## GIVEN DATA:
>>>
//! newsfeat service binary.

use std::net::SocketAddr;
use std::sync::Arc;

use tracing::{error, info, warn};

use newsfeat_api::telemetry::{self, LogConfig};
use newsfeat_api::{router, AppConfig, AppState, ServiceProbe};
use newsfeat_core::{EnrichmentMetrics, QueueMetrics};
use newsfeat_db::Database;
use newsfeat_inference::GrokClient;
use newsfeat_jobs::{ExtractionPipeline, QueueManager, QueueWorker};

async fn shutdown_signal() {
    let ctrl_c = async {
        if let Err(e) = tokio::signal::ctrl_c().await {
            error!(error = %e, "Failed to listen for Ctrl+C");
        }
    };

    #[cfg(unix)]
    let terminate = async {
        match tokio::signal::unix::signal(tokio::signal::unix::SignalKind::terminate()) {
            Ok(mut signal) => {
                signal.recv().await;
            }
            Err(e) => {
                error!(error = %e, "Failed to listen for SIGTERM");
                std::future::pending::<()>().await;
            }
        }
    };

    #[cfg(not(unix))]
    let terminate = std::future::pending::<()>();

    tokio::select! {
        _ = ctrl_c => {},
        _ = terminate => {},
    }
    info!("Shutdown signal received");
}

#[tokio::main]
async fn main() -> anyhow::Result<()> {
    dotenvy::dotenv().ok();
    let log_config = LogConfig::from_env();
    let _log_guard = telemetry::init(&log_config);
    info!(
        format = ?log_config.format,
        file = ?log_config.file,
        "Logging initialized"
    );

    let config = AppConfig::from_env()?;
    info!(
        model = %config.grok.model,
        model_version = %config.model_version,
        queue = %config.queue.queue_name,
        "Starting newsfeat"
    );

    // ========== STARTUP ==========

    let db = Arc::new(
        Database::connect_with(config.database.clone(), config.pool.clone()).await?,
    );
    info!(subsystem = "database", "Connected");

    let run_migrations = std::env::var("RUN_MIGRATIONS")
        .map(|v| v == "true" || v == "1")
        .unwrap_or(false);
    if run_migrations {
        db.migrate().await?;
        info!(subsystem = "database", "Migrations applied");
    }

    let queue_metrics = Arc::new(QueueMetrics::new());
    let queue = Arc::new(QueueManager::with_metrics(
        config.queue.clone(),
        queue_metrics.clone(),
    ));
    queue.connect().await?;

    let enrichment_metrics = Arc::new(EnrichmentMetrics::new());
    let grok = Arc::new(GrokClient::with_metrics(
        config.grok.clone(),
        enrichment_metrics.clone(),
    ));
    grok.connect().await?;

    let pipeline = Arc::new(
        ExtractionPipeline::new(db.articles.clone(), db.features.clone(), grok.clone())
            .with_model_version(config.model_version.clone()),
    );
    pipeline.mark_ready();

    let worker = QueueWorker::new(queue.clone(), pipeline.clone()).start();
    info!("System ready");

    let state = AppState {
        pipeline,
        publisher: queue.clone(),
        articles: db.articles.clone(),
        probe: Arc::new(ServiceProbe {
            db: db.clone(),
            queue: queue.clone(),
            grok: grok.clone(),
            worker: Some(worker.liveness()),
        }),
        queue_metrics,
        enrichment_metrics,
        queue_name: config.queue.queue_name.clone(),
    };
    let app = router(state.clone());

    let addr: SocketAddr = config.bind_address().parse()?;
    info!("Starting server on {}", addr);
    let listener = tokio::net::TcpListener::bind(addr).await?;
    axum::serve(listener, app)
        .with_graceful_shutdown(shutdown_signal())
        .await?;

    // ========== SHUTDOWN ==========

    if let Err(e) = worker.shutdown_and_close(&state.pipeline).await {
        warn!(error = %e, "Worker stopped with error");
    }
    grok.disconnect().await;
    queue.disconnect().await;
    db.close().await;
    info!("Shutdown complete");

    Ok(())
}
<<<
>>>
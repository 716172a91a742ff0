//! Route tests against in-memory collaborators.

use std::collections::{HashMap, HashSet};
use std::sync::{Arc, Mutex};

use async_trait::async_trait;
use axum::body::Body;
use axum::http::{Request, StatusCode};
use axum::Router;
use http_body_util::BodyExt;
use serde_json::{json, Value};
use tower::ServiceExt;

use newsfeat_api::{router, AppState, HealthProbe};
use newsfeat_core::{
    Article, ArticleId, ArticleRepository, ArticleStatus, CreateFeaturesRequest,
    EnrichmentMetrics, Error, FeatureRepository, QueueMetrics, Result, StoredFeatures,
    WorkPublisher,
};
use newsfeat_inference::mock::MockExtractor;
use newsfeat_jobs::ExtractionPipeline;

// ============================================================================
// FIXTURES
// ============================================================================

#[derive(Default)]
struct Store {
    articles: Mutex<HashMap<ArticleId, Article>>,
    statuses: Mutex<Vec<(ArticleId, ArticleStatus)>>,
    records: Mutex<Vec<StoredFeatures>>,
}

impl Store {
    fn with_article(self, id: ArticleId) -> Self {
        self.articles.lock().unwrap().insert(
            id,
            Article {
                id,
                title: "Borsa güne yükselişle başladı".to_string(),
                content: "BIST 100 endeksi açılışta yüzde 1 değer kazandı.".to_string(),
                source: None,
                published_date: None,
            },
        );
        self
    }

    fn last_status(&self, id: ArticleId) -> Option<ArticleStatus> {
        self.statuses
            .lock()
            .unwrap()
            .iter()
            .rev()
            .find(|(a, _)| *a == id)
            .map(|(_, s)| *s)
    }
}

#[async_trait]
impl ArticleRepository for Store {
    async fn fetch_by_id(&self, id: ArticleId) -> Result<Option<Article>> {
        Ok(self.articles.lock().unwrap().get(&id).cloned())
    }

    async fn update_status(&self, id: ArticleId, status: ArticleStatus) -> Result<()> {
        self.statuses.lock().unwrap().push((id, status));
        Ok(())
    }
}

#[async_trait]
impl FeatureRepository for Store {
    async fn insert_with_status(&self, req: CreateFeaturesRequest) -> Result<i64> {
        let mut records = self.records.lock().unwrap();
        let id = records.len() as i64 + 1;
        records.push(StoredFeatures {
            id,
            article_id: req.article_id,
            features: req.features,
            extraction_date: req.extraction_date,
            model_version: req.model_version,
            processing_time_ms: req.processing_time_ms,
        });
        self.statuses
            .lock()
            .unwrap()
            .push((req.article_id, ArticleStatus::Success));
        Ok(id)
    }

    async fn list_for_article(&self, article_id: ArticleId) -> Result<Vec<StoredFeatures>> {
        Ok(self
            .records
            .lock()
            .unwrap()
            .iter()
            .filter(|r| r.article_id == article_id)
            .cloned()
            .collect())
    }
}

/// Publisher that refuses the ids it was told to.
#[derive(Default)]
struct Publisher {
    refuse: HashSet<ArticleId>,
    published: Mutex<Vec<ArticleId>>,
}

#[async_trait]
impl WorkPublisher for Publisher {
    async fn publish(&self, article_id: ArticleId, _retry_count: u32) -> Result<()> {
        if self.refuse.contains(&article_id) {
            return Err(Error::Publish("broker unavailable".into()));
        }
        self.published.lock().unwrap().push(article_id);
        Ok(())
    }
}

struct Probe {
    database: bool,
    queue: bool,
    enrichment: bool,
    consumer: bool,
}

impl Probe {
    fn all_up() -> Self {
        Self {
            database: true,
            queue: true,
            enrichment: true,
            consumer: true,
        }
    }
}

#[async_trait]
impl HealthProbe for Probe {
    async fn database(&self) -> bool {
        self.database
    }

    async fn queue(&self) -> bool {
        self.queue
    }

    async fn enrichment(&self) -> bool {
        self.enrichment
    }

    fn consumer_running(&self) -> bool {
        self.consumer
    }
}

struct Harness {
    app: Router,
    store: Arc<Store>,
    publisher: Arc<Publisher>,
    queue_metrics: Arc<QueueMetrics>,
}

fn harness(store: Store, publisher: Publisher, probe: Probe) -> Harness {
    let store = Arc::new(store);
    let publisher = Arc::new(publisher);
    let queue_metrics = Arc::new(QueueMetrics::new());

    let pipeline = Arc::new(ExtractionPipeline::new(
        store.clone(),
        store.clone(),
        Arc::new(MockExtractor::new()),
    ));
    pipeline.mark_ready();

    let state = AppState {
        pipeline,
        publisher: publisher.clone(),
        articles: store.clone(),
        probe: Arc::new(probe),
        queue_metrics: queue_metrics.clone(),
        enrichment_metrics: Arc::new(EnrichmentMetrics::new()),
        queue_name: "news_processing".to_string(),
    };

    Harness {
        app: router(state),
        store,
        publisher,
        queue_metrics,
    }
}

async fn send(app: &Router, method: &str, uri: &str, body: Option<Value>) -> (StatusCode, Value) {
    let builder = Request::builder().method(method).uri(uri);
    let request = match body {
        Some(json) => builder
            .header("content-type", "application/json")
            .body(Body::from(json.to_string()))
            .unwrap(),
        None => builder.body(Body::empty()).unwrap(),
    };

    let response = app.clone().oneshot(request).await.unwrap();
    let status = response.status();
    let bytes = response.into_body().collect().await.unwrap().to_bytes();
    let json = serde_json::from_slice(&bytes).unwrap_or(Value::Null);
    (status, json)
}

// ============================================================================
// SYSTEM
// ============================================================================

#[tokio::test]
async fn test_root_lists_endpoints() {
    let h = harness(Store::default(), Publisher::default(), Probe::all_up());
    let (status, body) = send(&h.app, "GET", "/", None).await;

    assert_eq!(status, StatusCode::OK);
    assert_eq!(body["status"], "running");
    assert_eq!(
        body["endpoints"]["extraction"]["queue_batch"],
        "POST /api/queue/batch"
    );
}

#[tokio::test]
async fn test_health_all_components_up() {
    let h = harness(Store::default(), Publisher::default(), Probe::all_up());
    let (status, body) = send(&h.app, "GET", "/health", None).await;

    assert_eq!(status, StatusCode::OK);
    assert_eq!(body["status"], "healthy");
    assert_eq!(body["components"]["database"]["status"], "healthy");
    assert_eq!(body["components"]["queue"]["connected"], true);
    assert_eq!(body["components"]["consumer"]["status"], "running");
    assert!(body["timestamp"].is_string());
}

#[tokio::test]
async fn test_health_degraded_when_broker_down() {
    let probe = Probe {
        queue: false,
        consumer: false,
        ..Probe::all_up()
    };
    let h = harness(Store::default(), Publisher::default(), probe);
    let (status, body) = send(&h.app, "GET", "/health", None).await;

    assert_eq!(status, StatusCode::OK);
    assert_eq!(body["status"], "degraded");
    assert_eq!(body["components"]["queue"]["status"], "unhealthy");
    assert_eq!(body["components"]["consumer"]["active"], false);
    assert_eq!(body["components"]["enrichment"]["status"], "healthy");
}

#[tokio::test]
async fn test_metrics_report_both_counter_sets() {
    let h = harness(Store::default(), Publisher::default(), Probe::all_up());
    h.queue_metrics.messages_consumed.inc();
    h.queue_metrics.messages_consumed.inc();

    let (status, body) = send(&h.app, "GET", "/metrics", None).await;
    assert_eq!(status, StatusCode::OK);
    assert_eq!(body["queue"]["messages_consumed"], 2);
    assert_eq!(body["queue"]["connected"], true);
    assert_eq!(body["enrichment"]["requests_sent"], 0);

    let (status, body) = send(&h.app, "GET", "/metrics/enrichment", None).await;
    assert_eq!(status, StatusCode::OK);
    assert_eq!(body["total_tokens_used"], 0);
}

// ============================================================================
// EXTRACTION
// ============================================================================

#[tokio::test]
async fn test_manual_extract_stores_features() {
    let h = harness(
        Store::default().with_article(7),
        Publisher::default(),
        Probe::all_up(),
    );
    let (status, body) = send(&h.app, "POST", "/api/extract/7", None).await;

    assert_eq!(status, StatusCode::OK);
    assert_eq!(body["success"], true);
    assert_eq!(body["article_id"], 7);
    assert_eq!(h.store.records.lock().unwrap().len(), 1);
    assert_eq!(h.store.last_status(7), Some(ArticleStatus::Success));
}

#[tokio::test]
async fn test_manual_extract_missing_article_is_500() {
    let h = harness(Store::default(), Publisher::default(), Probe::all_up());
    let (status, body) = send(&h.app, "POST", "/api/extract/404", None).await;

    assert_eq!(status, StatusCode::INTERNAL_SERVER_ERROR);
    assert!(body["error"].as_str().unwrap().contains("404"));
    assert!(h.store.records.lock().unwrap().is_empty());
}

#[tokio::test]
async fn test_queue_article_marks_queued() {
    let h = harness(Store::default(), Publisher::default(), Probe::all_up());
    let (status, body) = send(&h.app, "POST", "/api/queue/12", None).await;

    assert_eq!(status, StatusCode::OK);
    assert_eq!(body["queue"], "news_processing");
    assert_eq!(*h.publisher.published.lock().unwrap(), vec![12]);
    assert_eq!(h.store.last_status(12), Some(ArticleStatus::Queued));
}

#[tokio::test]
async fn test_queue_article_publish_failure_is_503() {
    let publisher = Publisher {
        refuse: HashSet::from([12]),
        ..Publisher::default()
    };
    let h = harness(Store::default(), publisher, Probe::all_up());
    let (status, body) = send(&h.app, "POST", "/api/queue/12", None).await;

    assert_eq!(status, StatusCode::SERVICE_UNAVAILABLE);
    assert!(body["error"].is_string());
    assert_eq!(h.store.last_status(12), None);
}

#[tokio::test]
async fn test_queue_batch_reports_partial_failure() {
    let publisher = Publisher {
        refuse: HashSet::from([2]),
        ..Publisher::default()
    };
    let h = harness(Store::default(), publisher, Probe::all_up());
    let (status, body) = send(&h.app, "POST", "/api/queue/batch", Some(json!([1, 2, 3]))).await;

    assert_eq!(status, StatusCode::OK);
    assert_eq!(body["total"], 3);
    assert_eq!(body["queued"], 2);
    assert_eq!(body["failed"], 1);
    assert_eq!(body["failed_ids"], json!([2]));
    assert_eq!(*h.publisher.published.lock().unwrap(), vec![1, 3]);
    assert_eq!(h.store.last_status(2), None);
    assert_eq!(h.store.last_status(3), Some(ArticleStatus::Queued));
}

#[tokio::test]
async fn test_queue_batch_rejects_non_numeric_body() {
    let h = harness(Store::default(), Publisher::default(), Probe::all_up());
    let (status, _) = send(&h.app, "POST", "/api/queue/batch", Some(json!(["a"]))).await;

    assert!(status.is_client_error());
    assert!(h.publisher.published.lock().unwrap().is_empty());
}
<<<
>>>
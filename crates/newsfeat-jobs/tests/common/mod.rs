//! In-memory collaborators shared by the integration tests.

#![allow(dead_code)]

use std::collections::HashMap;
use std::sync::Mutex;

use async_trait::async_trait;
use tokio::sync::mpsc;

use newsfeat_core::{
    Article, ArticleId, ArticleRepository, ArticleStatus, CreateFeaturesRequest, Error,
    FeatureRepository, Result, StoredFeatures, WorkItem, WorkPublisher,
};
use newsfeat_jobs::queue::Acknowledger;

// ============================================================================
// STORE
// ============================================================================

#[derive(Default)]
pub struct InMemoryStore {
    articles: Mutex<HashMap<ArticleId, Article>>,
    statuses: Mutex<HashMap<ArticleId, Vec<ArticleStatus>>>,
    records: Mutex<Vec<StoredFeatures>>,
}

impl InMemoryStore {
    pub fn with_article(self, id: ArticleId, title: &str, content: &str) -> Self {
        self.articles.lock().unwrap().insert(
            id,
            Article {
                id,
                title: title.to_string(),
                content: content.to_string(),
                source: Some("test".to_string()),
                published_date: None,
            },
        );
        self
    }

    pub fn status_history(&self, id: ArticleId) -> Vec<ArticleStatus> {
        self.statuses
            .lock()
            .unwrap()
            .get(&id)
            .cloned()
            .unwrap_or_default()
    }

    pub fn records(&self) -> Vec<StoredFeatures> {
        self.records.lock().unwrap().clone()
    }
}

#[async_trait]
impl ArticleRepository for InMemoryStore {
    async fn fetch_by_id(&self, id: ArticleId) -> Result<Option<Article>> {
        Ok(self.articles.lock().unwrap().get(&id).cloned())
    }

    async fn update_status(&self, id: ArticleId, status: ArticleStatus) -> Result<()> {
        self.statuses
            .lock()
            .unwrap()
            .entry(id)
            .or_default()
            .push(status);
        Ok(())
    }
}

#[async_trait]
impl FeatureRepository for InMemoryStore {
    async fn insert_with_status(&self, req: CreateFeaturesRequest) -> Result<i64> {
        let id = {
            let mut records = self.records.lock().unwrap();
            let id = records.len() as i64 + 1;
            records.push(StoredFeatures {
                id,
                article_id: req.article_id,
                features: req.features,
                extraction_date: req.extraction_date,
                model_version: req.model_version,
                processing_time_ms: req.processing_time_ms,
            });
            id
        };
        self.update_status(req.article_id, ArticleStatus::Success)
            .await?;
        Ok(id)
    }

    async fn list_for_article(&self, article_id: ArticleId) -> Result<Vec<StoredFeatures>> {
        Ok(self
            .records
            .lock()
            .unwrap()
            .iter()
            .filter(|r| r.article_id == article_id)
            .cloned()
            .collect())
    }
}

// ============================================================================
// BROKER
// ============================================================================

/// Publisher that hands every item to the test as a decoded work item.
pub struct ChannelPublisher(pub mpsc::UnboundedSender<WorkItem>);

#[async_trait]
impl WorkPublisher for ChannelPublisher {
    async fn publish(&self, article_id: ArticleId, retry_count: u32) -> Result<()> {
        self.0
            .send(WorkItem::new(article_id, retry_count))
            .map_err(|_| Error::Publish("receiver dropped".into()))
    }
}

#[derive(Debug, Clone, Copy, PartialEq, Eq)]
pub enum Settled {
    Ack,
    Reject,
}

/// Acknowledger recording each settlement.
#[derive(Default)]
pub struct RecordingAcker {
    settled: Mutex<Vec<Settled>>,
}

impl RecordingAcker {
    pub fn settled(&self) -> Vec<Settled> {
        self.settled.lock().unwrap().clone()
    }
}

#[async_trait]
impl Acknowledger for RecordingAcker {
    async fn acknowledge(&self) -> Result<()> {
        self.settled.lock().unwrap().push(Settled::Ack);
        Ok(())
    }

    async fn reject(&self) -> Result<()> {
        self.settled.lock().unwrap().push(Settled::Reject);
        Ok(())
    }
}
<<<
Which lines of the material contain "response"? List them.

## ANSWER SPACE:
    let response = app.clone().oneshot(request).await.unwrap();
    let status = response.status();
    let bytes = response.into_body().collect().await.unwrap().to_bytes();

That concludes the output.